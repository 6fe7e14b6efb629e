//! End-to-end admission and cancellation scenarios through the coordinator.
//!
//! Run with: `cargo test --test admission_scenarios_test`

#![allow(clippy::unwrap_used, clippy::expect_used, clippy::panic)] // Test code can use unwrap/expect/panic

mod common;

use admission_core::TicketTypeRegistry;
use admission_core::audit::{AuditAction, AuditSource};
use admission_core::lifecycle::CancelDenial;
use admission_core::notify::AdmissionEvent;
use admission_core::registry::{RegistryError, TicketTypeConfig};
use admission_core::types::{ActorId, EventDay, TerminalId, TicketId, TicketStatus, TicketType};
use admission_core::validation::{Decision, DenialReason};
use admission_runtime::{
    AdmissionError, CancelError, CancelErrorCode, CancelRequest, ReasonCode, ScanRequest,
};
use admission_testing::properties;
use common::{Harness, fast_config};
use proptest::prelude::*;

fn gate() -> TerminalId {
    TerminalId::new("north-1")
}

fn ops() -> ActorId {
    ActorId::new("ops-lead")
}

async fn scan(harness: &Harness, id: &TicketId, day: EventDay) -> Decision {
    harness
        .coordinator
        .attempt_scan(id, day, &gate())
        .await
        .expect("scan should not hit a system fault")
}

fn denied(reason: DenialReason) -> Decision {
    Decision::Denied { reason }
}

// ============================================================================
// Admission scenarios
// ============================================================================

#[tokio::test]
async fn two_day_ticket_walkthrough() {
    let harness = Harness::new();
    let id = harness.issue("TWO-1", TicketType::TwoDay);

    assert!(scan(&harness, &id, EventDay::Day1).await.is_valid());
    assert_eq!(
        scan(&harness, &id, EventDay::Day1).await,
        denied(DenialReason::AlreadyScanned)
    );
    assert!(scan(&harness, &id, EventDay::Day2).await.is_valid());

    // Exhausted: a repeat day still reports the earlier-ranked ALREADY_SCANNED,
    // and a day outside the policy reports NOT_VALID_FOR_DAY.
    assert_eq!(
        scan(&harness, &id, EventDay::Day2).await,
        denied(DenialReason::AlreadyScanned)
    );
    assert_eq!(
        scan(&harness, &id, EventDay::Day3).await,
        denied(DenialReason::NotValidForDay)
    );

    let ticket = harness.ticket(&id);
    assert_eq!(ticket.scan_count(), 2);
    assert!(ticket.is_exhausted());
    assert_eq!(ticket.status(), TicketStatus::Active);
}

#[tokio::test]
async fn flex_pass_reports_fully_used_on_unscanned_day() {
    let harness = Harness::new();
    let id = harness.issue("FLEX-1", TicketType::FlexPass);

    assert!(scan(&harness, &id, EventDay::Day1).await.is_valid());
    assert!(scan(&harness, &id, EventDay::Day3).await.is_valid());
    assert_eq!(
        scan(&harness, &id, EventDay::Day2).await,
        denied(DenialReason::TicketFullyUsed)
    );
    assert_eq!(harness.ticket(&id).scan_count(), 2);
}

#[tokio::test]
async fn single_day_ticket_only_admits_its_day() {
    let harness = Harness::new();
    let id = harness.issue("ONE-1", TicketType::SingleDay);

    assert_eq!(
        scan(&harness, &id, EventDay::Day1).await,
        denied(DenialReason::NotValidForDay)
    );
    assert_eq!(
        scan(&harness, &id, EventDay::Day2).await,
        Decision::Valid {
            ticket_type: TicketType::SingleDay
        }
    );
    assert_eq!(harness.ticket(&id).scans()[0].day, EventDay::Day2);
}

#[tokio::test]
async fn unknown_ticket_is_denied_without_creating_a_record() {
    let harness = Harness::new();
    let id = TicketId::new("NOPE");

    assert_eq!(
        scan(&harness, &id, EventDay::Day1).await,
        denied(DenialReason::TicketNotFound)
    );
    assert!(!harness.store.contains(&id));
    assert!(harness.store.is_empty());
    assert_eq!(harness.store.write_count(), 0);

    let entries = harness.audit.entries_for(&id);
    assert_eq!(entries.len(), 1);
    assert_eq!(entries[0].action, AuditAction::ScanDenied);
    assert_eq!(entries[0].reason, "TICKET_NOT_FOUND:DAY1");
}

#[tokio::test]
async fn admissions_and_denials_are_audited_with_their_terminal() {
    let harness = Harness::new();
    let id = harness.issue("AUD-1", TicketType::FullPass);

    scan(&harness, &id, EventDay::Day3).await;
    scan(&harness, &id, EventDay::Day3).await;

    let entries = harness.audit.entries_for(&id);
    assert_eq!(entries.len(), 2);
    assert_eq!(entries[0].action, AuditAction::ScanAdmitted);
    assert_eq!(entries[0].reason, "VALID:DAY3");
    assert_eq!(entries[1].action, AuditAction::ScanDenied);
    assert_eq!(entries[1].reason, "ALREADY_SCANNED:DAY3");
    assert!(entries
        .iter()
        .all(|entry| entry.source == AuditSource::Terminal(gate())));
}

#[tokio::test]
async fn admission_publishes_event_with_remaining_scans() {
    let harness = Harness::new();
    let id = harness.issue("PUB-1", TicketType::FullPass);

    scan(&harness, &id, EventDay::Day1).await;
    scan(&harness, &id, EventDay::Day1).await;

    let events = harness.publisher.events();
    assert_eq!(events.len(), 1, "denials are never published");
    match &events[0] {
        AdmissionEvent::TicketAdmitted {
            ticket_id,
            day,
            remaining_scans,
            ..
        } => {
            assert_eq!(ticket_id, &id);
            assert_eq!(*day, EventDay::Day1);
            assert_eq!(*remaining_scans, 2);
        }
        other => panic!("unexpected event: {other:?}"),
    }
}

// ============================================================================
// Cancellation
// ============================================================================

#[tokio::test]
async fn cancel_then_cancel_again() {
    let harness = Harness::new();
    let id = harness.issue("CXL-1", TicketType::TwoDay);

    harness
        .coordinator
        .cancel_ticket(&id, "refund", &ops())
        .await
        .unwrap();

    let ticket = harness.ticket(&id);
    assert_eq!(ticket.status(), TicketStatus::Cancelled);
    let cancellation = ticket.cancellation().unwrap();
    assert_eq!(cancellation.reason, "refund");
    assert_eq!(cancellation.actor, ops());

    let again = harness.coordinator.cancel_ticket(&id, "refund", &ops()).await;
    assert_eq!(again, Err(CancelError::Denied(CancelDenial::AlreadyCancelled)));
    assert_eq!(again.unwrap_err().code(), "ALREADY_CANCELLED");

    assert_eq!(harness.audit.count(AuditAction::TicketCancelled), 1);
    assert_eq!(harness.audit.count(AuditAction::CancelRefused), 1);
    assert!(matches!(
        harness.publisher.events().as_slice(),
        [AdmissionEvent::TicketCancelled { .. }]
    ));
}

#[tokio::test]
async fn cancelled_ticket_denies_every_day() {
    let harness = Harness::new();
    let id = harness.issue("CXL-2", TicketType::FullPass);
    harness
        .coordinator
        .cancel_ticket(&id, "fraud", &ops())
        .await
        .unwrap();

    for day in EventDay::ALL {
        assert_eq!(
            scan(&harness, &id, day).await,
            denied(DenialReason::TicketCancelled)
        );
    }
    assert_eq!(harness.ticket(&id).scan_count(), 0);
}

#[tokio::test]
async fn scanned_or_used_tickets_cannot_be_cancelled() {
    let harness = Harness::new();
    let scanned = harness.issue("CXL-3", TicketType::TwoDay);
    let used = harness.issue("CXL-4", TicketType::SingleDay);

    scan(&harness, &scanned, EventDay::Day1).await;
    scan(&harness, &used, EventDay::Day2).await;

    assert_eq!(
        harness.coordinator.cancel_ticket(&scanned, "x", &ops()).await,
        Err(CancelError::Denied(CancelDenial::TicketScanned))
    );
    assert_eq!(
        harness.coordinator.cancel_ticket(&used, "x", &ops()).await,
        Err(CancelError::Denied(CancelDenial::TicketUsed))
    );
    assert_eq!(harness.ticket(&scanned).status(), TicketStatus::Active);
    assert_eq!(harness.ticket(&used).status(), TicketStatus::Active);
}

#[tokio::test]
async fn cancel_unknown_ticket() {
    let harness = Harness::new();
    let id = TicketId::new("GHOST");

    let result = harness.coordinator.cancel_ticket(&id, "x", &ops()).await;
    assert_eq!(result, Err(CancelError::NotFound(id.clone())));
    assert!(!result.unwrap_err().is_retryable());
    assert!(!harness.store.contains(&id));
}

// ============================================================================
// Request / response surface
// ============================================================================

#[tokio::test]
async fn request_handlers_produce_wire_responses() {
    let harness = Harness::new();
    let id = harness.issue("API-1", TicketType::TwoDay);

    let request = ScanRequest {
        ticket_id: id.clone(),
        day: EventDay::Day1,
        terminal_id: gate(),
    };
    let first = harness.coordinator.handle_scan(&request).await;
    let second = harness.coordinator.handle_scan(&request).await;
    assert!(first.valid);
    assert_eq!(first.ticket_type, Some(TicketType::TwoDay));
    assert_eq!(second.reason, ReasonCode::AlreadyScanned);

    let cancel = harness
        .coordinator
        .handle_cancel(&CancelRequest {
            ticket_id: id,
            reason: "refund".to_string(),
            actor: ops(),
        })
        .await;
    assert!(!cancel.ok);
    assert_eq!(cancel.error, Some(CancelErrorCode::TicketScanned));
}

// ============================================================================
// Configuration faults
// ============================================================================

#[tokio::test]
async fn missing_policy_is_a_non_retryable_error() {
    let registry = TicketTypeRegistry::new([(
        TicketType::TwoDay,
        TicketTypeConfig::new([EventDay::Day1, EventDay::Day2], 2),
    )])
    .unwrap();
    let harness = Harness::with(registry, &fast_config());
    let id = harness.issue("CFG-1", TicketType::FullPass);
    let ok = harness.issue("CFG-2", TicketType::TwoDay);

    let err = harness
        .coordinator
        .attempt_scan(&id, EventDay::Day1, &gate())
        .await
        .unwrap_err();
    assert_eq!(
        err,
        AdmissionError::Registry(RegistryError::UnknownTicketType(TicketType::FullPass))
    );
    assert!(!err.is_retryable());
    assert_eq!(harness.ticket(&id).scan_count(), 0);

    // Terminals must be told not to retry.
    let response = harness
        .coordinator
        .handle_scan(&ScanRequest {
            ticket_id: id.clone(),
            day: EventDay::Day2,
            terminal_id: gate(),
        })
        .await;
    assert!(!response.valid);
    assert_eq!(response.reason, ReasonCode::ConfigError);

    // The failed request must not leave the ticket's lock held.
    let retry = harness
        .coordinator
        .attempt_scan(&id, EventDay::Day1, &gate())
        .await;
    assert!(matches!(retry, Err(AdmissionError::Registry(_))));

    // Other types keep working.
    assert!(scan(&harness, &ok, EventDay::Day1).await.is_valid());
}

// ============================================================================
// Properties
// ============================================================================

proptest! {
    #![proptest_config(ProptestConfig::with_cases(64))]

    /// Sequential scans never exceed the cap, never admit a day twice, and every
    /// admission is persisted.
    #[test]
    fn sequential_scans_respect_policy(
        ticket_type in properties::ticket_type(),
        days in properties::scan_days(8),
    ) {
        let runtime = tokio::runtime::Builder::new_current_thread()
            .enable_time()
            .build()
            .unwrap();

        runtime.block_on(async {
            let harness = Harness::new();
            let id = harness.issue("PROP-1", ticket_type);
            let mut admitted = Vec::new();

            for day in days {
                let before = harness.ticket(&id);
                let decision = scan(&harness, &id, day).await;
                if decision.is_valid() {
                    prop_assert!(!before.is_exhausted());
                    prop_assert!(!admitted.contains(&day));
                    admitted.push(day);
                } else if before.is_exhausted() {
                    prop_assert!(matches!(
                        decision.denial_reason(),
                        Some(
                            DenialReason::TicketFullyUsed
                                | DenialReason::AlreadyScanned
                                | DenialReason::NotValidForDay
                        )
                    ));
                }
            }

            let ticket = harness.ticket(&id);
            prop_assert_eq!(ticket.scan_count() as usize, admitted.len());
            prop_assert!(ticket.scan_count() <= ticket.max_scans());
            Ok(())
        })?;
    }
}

--*--

● TRY IT
Return only the exact lines from the opening of the records through the line that contains "use admission_core::TicketTypeRegistry;", both included.

● RESPONSE
repository 6fe7e14b6efb629e
//! End-to-end admission and cancellation scenarios through the coordinator.
//!
//! Run with: `cargo test --test admission_scenarios_test`

#![allow(clippy::unwrap_used, clippy::expect_used, clippy::panic)] // Test code can use unwrap/expect/panic

mod common;

use admission_core::TicketTypeRegistry;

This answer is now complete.